Work request -> I'd like the number of lines in the material below that include the word "bool", written with no other text.

The data ->
=====
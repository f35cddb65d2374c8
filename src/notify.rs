//! OTP delivery.

use async_trait::async_trait;

use crate::error::Result;
use crate::principal::PrincipalKind;

/// Port to push a code to the owner of a phone number.
#[async_trait]
pub trait OtpSender: Send + Sync {
    async fn send(&self, kind: PrincipalKind, username: &str, otp: &str) -> Result<()>;
}

/// Sender that only writes a log line. Codes are redacted unless the
/// instance runs outside production.
#[derive(Clone, Debug, Default)]
pub struct LogSender {
    pub reveal: bool,
}

#[async_trait]
impl OtpSender for LogSender {
    async fn send(&self, kind: PrincipalKind, username: &str, otp: &str) -> Result<()> {
        if self.reveal {
            tracing::info!(%kind, %username, %otp, "otp delivered");
        } else {
            tracing::info!(%kind, %username, "otp delivered");
        }

        Ok(())
    }
}

/// Sender recording every delivery.
#[cfg(test)]
#[derive(Default)]
pub struct RecordingSender {
    pub sent: std::sync::Mutex<Vec<(PrincipalKind, String, String)>>,
    pub fail: bool,
}

#[cfg(test)]
#[async_trait]
impl OtpSender for RecordingSender {
    async fn send(&self, kind: PrincipalKind, username: &str, otp: &str) -> Result<()> {
        if self.fail {
            return Err(crate::error::ServerError::http(
                axum::http::StatusCode::BAD_GATEWAY,
                "OTP delivery failed",
            ));
        }

        if let Ok(mut sent) = self.sent.lock() {
            sent.push((kind, username.to_owned(), otp.to_owned()));
        }
        Ok(())
    }
}
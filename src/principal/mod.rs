mod repository;
pub(crate) mod service;

pub use repository::*;
pub use service::*;

use std::fmt;

use chrono::{DateTime, NaiveDate, Utc};
use serde::{Deserialize, Serialize};

/// Kind of authenticated account. Each kind lives in its own table and
/// its own cache namespace.
#[derive(
    Clone, Copy, Debug, Default, PartialEq, Eq, Hash, Serialize, Deserialize,
)]
#[serde(rename_all = "lowercase")]
pub enum PrincipalKind {
    #[default]
    Customer,
    Merchant,
}

impl PrincipalKind {
    pub fn as_str(&self) -> &'static str {
        match self {
            PrincipalKind::Customer => "customer",
            PrincipalKind::Merchant => "merchant",
        }
    }

    /// Table holding records of this kind.
    pub fn table(&self) -> &'static str {
        match self {
            PrincipalKind::Customer => "customers",
            PrincipalKind::Merchant => "merchants",
        }
    }
}

impl fmt::Display for PrincipalKind {
    fn fmt(&self, f: &mut fmt::Formatter) -> fmt::Result {
        f.write_str(self.as_str())
    }
}

/// Account status.
#[derive(Clone, Copy, Debug, Default, PartialEq, Eq, Serialize, Deserialize)]
#[serde(rename_all = "lowercase")]
pub enum Status {
    #[default]
    Pending,
    Active,
    Blocked,
    Inactive,
}

impl Status {
    pub fn as_str(&self) -> &'static str {
        match self {
            Status::Pending => "pending",
            Status::Active => "active",
            Status::Blocked => "blocked",
            Status::Inactive => "inactive",
        }
    }
}

impl std::str::FromStr for Status {
    type Err = UnknownStatus;

    fn from_str(s: &str) -> Result<Self, Self::Err> {
        match s {
            "pending" => Ok(Status::Pending),
            "active" => Ok(Status::Active),
            "blocked" => Ok(Status::Blocked),
            "inactive" => Ok(Status::Inactive),
            other => Err(UnknownStatus(other.to_owned())),
        }
    }
}

#[derive(Debug, thiserror::Error)]
#[error("unknown account status `{0}`")]
pub struct UnknownStatus(String);

/// Principal as saved on database.
#[derive(Clone, Debug, Default, PartialEq, Serialize, Deserialize)]
pub struct Principal {
    pub username: String,
    pub full_name: String,
    #[serde(skip)]
    pub password: String,
    #[serde(skip_serializing_if = "Option::is_none")]
    pub gender: Option<String>,
    #[serde(skip_serializing_if = "Option::is_none")]
    pub email: Option<String>,
    #[serde(skip_serializing_if = "Option::is_none")]
    pub occupation: Option<String>,
    #[serde(skip_serializing_if = "Option::is_none")]
    pub organization: Option<String>,
    #[serde(skip_serializing_if = "Option::is_none")]
    pub birth_date: Option<NaiveDate>,
    #[serde(skip_serializing_if = "Option::is_none")]
    pub profile_pic_url: Option<String>,
    pub status: Status,
    pub is_verified: bool,
    pub is_deleted: bool,
    #[serde(skip)]
    pub last_reset_at: DateTime<Utc>,
    pub created_at: DateTime<Utc>,
    pub updated_at: DateTime<Utc>,
}

/// Public subset of a [`Principal`].
#[derive(Clone, Debug, PartialEq, Serialize, Deserialize)]
pub struct ShortProfile {
    pub username: String,
    pub full_name: String,
    #[serde(skip_serializing_if = "Option::is_none")]
    pub gender: Option<String>,
    pub status: Status,
}

impl From<&Principal> for ShortProfile {
    fn from(principal: &Principal) -> Self {
        Self {
            username: principal.username.clone(),
            full_name: principal.full_name.clone(),
            gender: principal.gender.clone(),
            status: principal.status,
        }
    }
}

/// Partial update of a [`Principal`]. `None` fields are left untouched.
#[derive(Clone, Debug, Default, PartialEq)]
pub struct PrincipalPatch {
    pub full_name: Option<String>,
    pub gender: Option<String>,
    pub email: Option<String>,
    pub occupation: Option<String>,
    pub organization: Option<String>,
    pub birth_date: Option<NaiveDate>,
    pub profile_pic_url: Option<String>,
    pub password: Option<String>,
    pub last_reset_at: Option<DateTime<Utc>>,
    pub is_deleted: Option<bool>,
}

impl PrincipalPatch {
    pub fn is_empty(&self) -> bool {
        self == &Self::default()
    }

    /// Apply the patch on an in-memory record.
    pub fn apply(&self, principal: &mut Principal) {
        if let Some(full_name) = &self.full_name {
            principal.full_name = full_name.clone();
        }
        if let Some(gender) = &self.gender {
            principal.gender = Some(gender.clone());
        }
        if let Some(email) = &self.email {
            principal.email = Some(email.clone());
        }
        if let Some(occupation) = &self.occupation {
            principal.occupation = Some(occupation.clone());
        }
        if let Some(organization) = &self.organization {
            principal.organization = Some(organization.clone());
        }
        if let Some(birth_date) = self.birth_date {
            principal.birth_date = Some(birth_date);
        }
        if let Some(url) = &self.profile_pic_url {
            principal.profile_pic_url = Some(url.clone());
        }
        if let Some(password) = &self.password {
            principal.password = password.clone();
        }
        if let Some(at) = self.last_reset_at {
            principal.last_reset_at = at;
        }
        if let Some(is_deleted) = self.is_deleted {
            principal.is_deleted = is_deleted;
        }
    }
}
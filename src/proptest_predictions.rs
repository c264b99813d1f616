//! Property-based tests for the impact estimators using proptest.
//!
//! These verify the structural invariants across a wide range of input
//! records: determinism, output ranges, monotonicity, scenario ordering,
//! and graceful degradation on malformed input.

use chrono::{Duration, NaiveDate};
use proptest::prelude::*;

use crate::asteroid::{AsteroidData, DiameterRange};
use crate::test_utils::assertions;
use crate::types::ImpactScenario;
use crate::{energy, prediction, probability, risk, scenario};

/// Strategy for plausible object names, including the empty string.
fn name_strategy() -> impl Strategy<Value = String> {
    proptest::string::string_regex("[A-Za-z0-9 ()-]{0,16}").expect("valid regex")
}

/// Strategy for approach dates within a few years of 2024.
fn approach_date_strategy() -> impl Strategy<Value = String> {
    (0i64..2000).prop_map(|offset| {
        let base = NaiveDate::from_ymd_opt(2024, 1, 1).expect("valid date");
        (base + Duration::days(offset)).format("%Y-%m-%d").to_string()
    })
}

/// Strategy for well-formed asteroid records.
fn asteroid_strategy() -> impl Strategy<Value = AsteroidData> {
    (
        name_strategy(),
        1.0f64..2_000.0,
        0.0f64..800.0,
        1.0f64..70.0,
        0.0f64..1.0,
        any::<bool>(),
        approach_date_strategy(),
        proptest::option::of(0.0f64..40.0),
        proptest::option::of(prop_oneof![
            Just("Apollo".to_owned()),
            Just("Aten".to_owned()),
            Just("Amor".to_owned()),
            Just("Atira".to_owned()),
        ]),
    )
        .prop_map(
            |(name, dia_min, spread, velocity, miss, hazardous, date, inclination, class)| {
                AsteroidData {
                    name,
                    diameter: DiameterRange::new(dia_min, dia_min + spread),
                    velocity,
                    miss_distance: miss,
                    is_hazardous: hazardous,
                    approach_date: date,
                    inclination,
                    orbit_class: class,
                }
            },
        )
}

proptest! {
    #![proptest_config(ProptestConfig::with_cases(200))]

    /// For any fixed record, two predictions are bit-identical.
    #[test]
    fn prop_predict_is_deterministic(asteroid in asteroid_strategy()) {
        prop_assert_eq!(prediction::predict(&asteroid), prediction::predict(&asteroid));
    }

    /// Every prediction satisfies every structural range invariant.
    #[test]
    fn prop_range_invariants(asteroid in asteroid_strategy()) {
        assertions::assert_valid_prediction(&prediction::predict(&asteroid));
    }

    /// Holding everything else fixed, a closer approach never lowers the
    /// probability.
    #[test]
    fn prop_probability_monotone_in_distance(
        asteroid in asteroid_strategy(),
        d1 in 0.0f64..1.0,
        d2 in 0.0f64..1.0,
    ) {
        let (closer, farther) = if d1 <= d2 { (d1, d2) } else { (d2, d1) };
        let mut near = asteroid.clone();
        near.miss_distance = closer;
        let mut far = asteroid;
        far.miss_distance = farther;

        prop_assert!(
            probability::impact_probability(&near) >= probability::impact_probability(&far),
            "closer approach produced lower probability"
        );
    }

    /// Within a density tier, a larger body never carries less energy.
    /// (The tier edges at 100 m and 1000 m legitimately step density down,
    /// so monotonicity is only promised tier-locally.)
    #[test]
    fn prop_energy_monotone_in_diameter_within_tier(
        asteroid in asteroid_strategy(),
        a1 in 110.0f64..990.0,
        a2 in 110.0f64..990.0,
    ) {
        let (small, large) = if a1 <= a2 { (a1, a2) } else { (a2, a1) };
        let mut smaller = asteroid.clone();
        smaller.diameter = DiameterRange::new(small, small);
        let mut larger = asteroid;
        larger.diameter = DiameterRange::new(large, large);

        prop_assert!(
            energy::impact_energy_megatons(&larger) >= energy::impact_energy_megatons(&smaller)
        );
    }

    /// Scenario triples are ordered best <= nominal <= worst on every
    /// threat axis.
    #[test]
    fn prop_scenario_ordering(asteroid in asteroid_strategy()) {
        let [nominal, worst, best] = scenario::scenarios(&asteroid);

        prop_assert_eq!(nominal.scenario, ImpactScenario::Nominal);
        prop_assert_eq!(worst.scenario, ImpactScenario::WorstCase);
        prop_assert_eq!(best.scenario, ImpactScenario::BestCase);

        prop_assert!(best.impact_probability <= nominal.impact_probability);
        prop_assert!(nominal.impact_probability <= worst.impact_probability);
        prop_assert!(best.impact_energy <= nominal.impact_energy);
        prop_assert!(nominal.impact_energy <= worst.impact_energy);
        prop_assert!(best.affected_radius <= nominal.affected_radius);
        prop_assert!(nominal.affected_radius <= worst.affected_radius);
    }

    /// Re-running the classifier on a scenario's own numbers reproduces
    /// that scenario's label.
    #[test]
    fn prop_risk_label_consistency(asteroid in asteroid_strategy()) {
        for p in scenario::scenarios(&asteroid) {
            let recomputed = risk::risk_level(&asteroid, p.impact_probability, p.impact_energy);
            prop_assert_eq!(p.risk_level, recomputed);
        }
    }

    /// Poisoning any numeric field with NaN still yields a structurally
    /// valid prediction.
    #[test]
    fn prop_graceful_degradation(
        asteroid in asteroid_strategy(),
        poison_diameter in any::<bool>(),
        poison_velocity in any::<bool>(),
        poison_distance in any::<bool>(),
        poison_date in any::<bool>(),
    ) {
        let mut poisoned = asteroid;
        if poison_diameter {
            poisoned.diameter = DiameterRange::new(f64::NAN, f64::NAN);
        }
        if poison_velocity {
            poisoned.velocity = f64::NAN;
        }
        if poison_distance {
            poisoned.miss_distance = f64::NAN;
        }
        if poison_date {
            poisoned.approach_date = "????".into();
        }

        for p in scenario::scenarios(&poisoned) {
            assertions::assert_valid_prediction(&p);
        }
    }
}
=====
Written answer -> 11